Expectativa e realidade
“Com a criação do Mais Médicos, anos atrás, houve um incentivo para os brasileiros buscarem essas alternativas mais baratas e acessíveis no Paraguai, na Bolívia, na Venezuela”, comenta João Carlos Jarochinski, professor de Relações Internacionais na UFRR (Universidade Federal de Roraima).
Mas para os especialistas entrevistados pelo R7, a realidade a ser enfrentada pelos alunos ao retornar ao Brasil no futuro ainda é incerta.
“Não há dados relevantes do retorno. O período de formação para o curso de medicina é de seis anos e muitos desses estudantes ainda não se graduaram. São poucas turmas e é um fenômeno a se acompanhar.

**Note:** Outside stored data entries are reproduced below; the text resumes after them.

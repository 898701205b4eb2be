use std::collections::{BTreeMap, BTreeSet};

use polars::prelude::{Categories, Column, DataFrame, DataType};
use serde::{Deserialize, Serialize};
use tracing::{info, warn};

use crate::{
    error::{SalesPrepError, SalesPrepResult, polars_to_sales_prep_error},
    schema::SalesCol,
};

/// Code given to a missing family or to one absent from a supplied mapping.
pub const UNKNOWN_CODE: i32 = -1;

/// Mapping from product family to its integer code.
///
/// Codes derived with [`CategoryCodes::from_values`] follow the lexical order
/// of the distinct families, starting at 0. They are only comparable between
/// runs that see the same family set; persist the mapping and pass it back in
/// to keep codes stable.
#[derive(Debug, Clone, Default, PartialEq, Eq, Serialize, Deserialize)]
#[serde(transparent)]
pub struct CategoryCodes(BTreeMap<String, i32>);

impl CategoryCodes {
    pub fn from_values<'a>(values: impl IntoIterator<Item = &'a str>) -> Self {
        let distinct = values.into_iter().collect::<BTreeSet<_>>();
        Self(
            distinct
                .into_iter()
                .zip(0..)
                .map(|(v, code)| (v.to_string(), code))
                .collect(),
        )
    }

    pub fn code(&self, value: &str) -> Option<i32> {
        self.0.get(value).copied()
    }

    pub fn len(&self) -> usize {
        self.0.len()
    }

    pub fn is_empty(&self) -> bool {
        self.0.is_empty()
    }

    pub fn iter(&self) -> impl Iterator<Item = (&str, i32)> {
        self.0.iter().map(|(k, v)| (k.as_str(), *v))
    }
}

/// Replaces `family` with its integer code and retags `store_nbr` as categorical.
///
/// When `codes` is `None` the mapping is derived from the families present in
/// `df`. The mapping actually used is returned alongside the table.
pub fn encode_categoricals(
    mut df: DataFrame,
    codes: Option<&CategoryCodes>,
) -> SalesPrepResult<(DataFrame, CategoryCodes)> {
    let family = SalesCol::Family;
    let families = df
        .column(family.as_str())
        .and_then(|c| c.cast(&DataType::String))
        .map_err(convert_err)?;
    let families = families.str().map_err(convert_err)?;

    let codes = match codes {
        Some(codes) => codes.clone(),
        None => CategoryCodes::from_values(families.iter().flatten()),
    };

    let mut unknown = 0usize;
    let encoded = families
        .iter()
        .map(|v| match v.and_then(|s| codes.code(s)) {
            Some(code) => code,
            None => {
                unknown += usize::from(v.is_some());
                UNKNOWN_CODE
            }
        })
        .collect::<Vec<i32>>();

    if unknown > 0 {
        warn!(
            rows = unknown,
            "Families missing from the supplied mapping encoded as {UNKNOWN_CODE}"
        );
    }

    // Categoricals are built from text, so the numbers pass through their string form.
    let store_label = df
        .column(SalesCol::StoreNbr.as_str())
        .and_then(|c| c.cast(&DataType::String))
        .and_then(|c| c.cast(&store_dtype()))
        .map_err(convert_err)?;

    df.with_column(Column::new(family.name(), encoded))
        .and_then(|df| df.with_column(store_label))
        .map_err(convert_err)?;

    info!(families = codes.len(), "Encoded categorical columns");
    Ok((df, codes))
}

/// Type annotation given to `store_nbr`: a categorical label over the global categories.
pub fn store_dtype() -> DataType {
    DataType::from_categories(Categories::global())
}

fn convert_err(e: polars::error::PolarsError) -> SalesPrepError {
    polars_to_sales_prep_error("encoding categoricals", e)
}
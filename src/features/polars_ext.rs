use polars::prelude::{DataFrame, LazyFrame, PolarsResult, SortMultipleOptions};

use crate::schema::{ROW_INDEX, SalesCol};

pub trait LazyFrameExt {
    /// Tags every row with its current position and sorts by date.
    ///
    /// Rows sharing a date keep their relative order, so window expressions
    /// partitioned by series see each series in chronological order.
    fn in_date_order(self) -> Self;

    /// Undoes [`in_date_order`](LazyFrameExt::in_date_order).
    fn in_row_order(self) -> Self;
}

impl LazyFrameExt for LazyFrame {
    fn in_date_order(self) -> Self {
        self.with_row_index(ROW_INDEX, None).sort(
            [SalesCol::Date.as_str(), ROW_INDEX],
            SortMultipleOptions::default().with_maintain_order(true),
        )
    }

    fn in_row_order(self) -> Self {
        self.sort([ROW_INDEX], SortMultipleOptions::default())
    }
}

pub trait DataFrameExt {
    fn without_row_index(self) -> PolarsResult<DataFrame>;
}

impl DataFrameExt for DataFrame {
    fn without_row_index(self) -> PolarsResult<DataFrame> {
        self.drop(ROW_INDEX)
    }
}
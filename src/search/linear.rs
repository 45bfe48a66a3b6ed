//! Linear scan with substring matching.

use std::time::Duration;

use crate::utils::timed;

/// Scan every phonebook line for `target`, reporting a match if any line
/// *contains* it as a substring. The line text includes the number, so a
/// numeric fragment can match too. Looser than the exact-equality
/// semantics of the sorted algorithms, by design.
pub fn linear_search(target: &str, lines: &[String]) -> bool {
    lines.iter().any(|line| line.contains(target))
}

/// Count how many targets the linear scan finds, timing the whole loop.
pub fn count_substring_matches(targets: &[String], lines: &[String]) -> (usize, Duration) {
    timed(|| {
        targets
            .iter()
            .filter(|target| linear_search(target.as_str(), lines))
            .count()
    })
}
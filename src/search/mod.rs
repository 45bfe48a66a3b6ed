//! Search algorithms over phonebook records.
//!
//! Three algorithms with deliberately asymmetric match semantics: the
//! linear scan matches on substring containment against the raw line
//! text, while jump and binary search require exact name equality over a
//! name-sorted sequence. The asymmetry is a preserved property of the
//! reference tool, not an accident.

mod binary;
mod jump;
mod linear;

pub use binary::binary_search;
pub use jump::jump_search;
pub use linear::{count_substring_matches, linear_search};

use std::time::Duration;

use crate::record::Record;
use crate::utils::timed;

/// Signature shared by the exact-match algorithms. A plain `fn` pointer
/// keeps the harness dispatch static.
pub type SearchFn = fn(&str, &[Record]) -> Option<usize>;

/// Look up every target with `search`, counting the ones that were found,
/// and report the wall-clock time of the whole matching loop. A target
/// that is not found is a normal outcome; the loop always continues.
pub fn count_matches(
    targets: &[String],
    records: &[Record],
    search: SearchFn,
) -> (usize, Duration) {
    timed(|| {
        targets
            .iter()
            .filter(|target| search(target.as_str(), records).is_some())
            .count()
    })
}
//! Utility modules for timing and formatting.

pub mod timer;

// Re-export commonly used items
pub use timer::{format_duration, timed, MILLIS_PER_MINUTE, MILLIS_PER_SECOND};
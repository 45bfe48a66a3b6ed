//! Phonebook record model.
//!
//! A record is one line of the phonebook: an integer phone number followed
//! by a name that may itself contain spaces, e.g. `123 Fred Smith`.

use std::fmt;

/// A `(number, name)` pair parsed from one phonebook line.
///
/// Ordering between records is lexicographic by name using plain codepoint
/// comparison; the number never participates in ordering.
#[derive(Debug, Clone, PartialEq, Eq)]
pub struct Record {
    pub number: i64,
    pub name: String,
}

impl Record {
    /// Parse a raw phonebook line. Never fails: an unparsable or missing
    /// first token yields number 0, and a line with nothing after the
    /// number yields an empty name. Interior runs of whitespace collapse
    /// to single spaces in the name.
    pub fn parse(line: &str) -> Self {
        let mut tokens = line.split_whitespace();
        let number = tokens
            .next()
            .and_then(|t| t.parse().ok())
            .unwrap_or_default();
        let name = tokens.collect::<Vec<_>>().join(" ");
        Self { number, name }
    }
}

impl fmt::Display for Record {
    fn fmt(&self, f: &mut fmt::Formatter<'_>) -> fmt::Result {
        write!(f, "{} {}", self.number, self.name)
    }
}

#[cfg(test)]
mod tests {
    use super::*;

    #[test]
    fn test_parse_basic() {
        let r = Record::parse("123 Fred Smith");
        assert_eq!(r.number, 123);
        assert_eq!(r.name, "Fred Smith");
    }

    #[test]
    fn test_parse_single_word_name() {
        let r = Record::parse("456 Jane");
        assert_eq!(r.number, 456);
        assert_eq!(r.name, "Jane");
    }

    #[test]
    fn test_parse_unparsable_number_defaults_to_zero() {
        let r = Record::parse("abc Fred Smith");
        assert_eq!(r.number, 0);
        // The first token is consumed as the number slot even when it
        // fails to parse, so it never leaks into the name.
        assert_eq!(r.name, "Fred Smith");
    }

    #[test]
    fn test_parse_number_only_yields_empty_name() {
        let r = Record::parse("789");
        assert_eq!(r.number, 789);
        assert_eq!(r.name, "");
    }

    #[test]
    fn test_parse_empty_line() {
        let r = Record::parse("");
        assert_eq!(r.number, 0);
        assert_eq!(r.name, "");
    }

    #[test]
    fn test_parse_collapses_interior_whitespace() {
        let r = Record::parse("12   Mary   Ann  Lee");
        assert_eq!(r.number, 12);
        assert_eq!(r.name, "Mary Ann Lee");
    }

    #[test]
    fn test_display_round_trips_clean_lines() {
        let r = Record::parse("123 Fred Smith");
        assert_eq!(r.to_string(), "123 Fred Smith");
    }
}
//! Input collaborators.
//!
//! The core only ever asks for "an ordered sequence of lines, fully
//! materialized"; where those lines come from is the collaborator's
//! business. Strategies re-read their source on every run so that each
//! one operates on a private, independent copy.

use std::fs;
use std::path::{Path, PathBuf};

use crate::errors::BenchError;

/// Producer of the raw lines of one input (phonebook or query list).
pub trait LineSource {
    /// Human-readable identity of the source, for error reporting.
    fn describe(&self) -> String;

    /// Check the source can be read at all. Called once at startup so a
    /// missing input aborts the run before any strategy executes.
    fn ensure_available(&self) -> Result<(), BenchError>;

    /// Materialize the full line sequence, in source order.
    fn lines(&self) -> Result<Vec<String>, BenchError>;
}

/// A line source backed by a file on disk.
pub struct FileSource {
    path: PathBuf,
}

impl FileSource {
    pub fn new(path: impl Into<PathBuf>) -> Self {
        Self { path: path.into() }
    }

    pub fn path(&self) -> &Path {
        &self.path
    }
}

impl LineSource for FileSource {
    fn describe(&self) -> String {
        self.path.display().to_string()
    }

    fn ensure_available(&self) -> Result<(), BenchError> {
        if self.path.is_file() {
            Ok(())
        } else {
            Err(BenchError::InputUnavailable {
                path: self.path.clone(),
            })
        }
    }

    fn lines(&self) -> Result<Vec<String>, BenchError> {
        let text = fs::read_to_string(&self.path)?;
        Ok(text.lines().map(str::to_string).collect())
    }
}

/// An in-memory line source, used by tests and benches.
pub struct MemorySource {
    lines: Vec<String>,
}

impl MemorySource {
    pub fn new(lines: impl IntoIterator<Item = impl Into<String>>) -> Self {
        Self {
            lines: lines.into_iter().map(Into::into).collect(),
        }
    }
}

impl LineSource for MemorySource {
    fn describe(&self) -> String {
        format!("<memory: {} lines>", self.lines.len())
    }

    fn ensure_available(&self) -> Result<(), BenchError> {
        Ok(())
    }

    fn lines(&self) -> Result<Vec<String>, BenchError> {
        Ok(self.lines.clone())
    }
}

Uma parte dos formados tem exercido a medicina no Paraguai, mas há os estudantes devem buscar a revalidação do diploma não só no Brasil como em outros países”, analisa a antropóloga da UFPR.
Jarochinski, da UFRR, reforça que o primeiro obstáculo considerável a se apresentar aos recém-formados em medicina no Paraguai é o Revalida, o sistema de avaliação de médicos formados fora do Brasil que desejam exercer a profissão no país.
“Os índices do Revalida apontam hoje há uma dificuldade de revalidação principalmente dos títulos obtidos nessa região. Às vezes, os formados não conseguem atender às exigências da prova”, pondera.
Obstáculos à validação do diploma
Na opinião do professor, parece existir uma tendência à criação de obstáculos para a validação desses diplomas.
“A comunidade médica, quando cria o Revalida, está consolidando o ensino médico no Brasil e, de certa forma, fazendo uma reserva de mercado. Você limita o número de pessoas que vai ingressar nesse mercado por ano.”
O desafio, por ora, é pensar em um mecanismo de integração desses médicos brasileiros formados no exterior ao mercado nacional.
“Há uma ideia na cultura de ensino da medicina no Brasil de que o nosso ensino é mais apropriado, o nosso grau de exigência é mais adequado. Só que esses novos médicos têm uma competência que pode ser útil dentro do cenário brasileiro. A gente não pode partir de um pressuposto — que me parece que é o que ocorre hoje — de que tudo o que ocorre nessas localidades é de má qualidade”, conclui.
O R7 tentou contato com o CFM (Conselho Federal de Medicina) para comentar a crescente de brasileiros buscando por cursos de medicina no Paraguai, mas não obteve resposta até a publicação desta reportagem.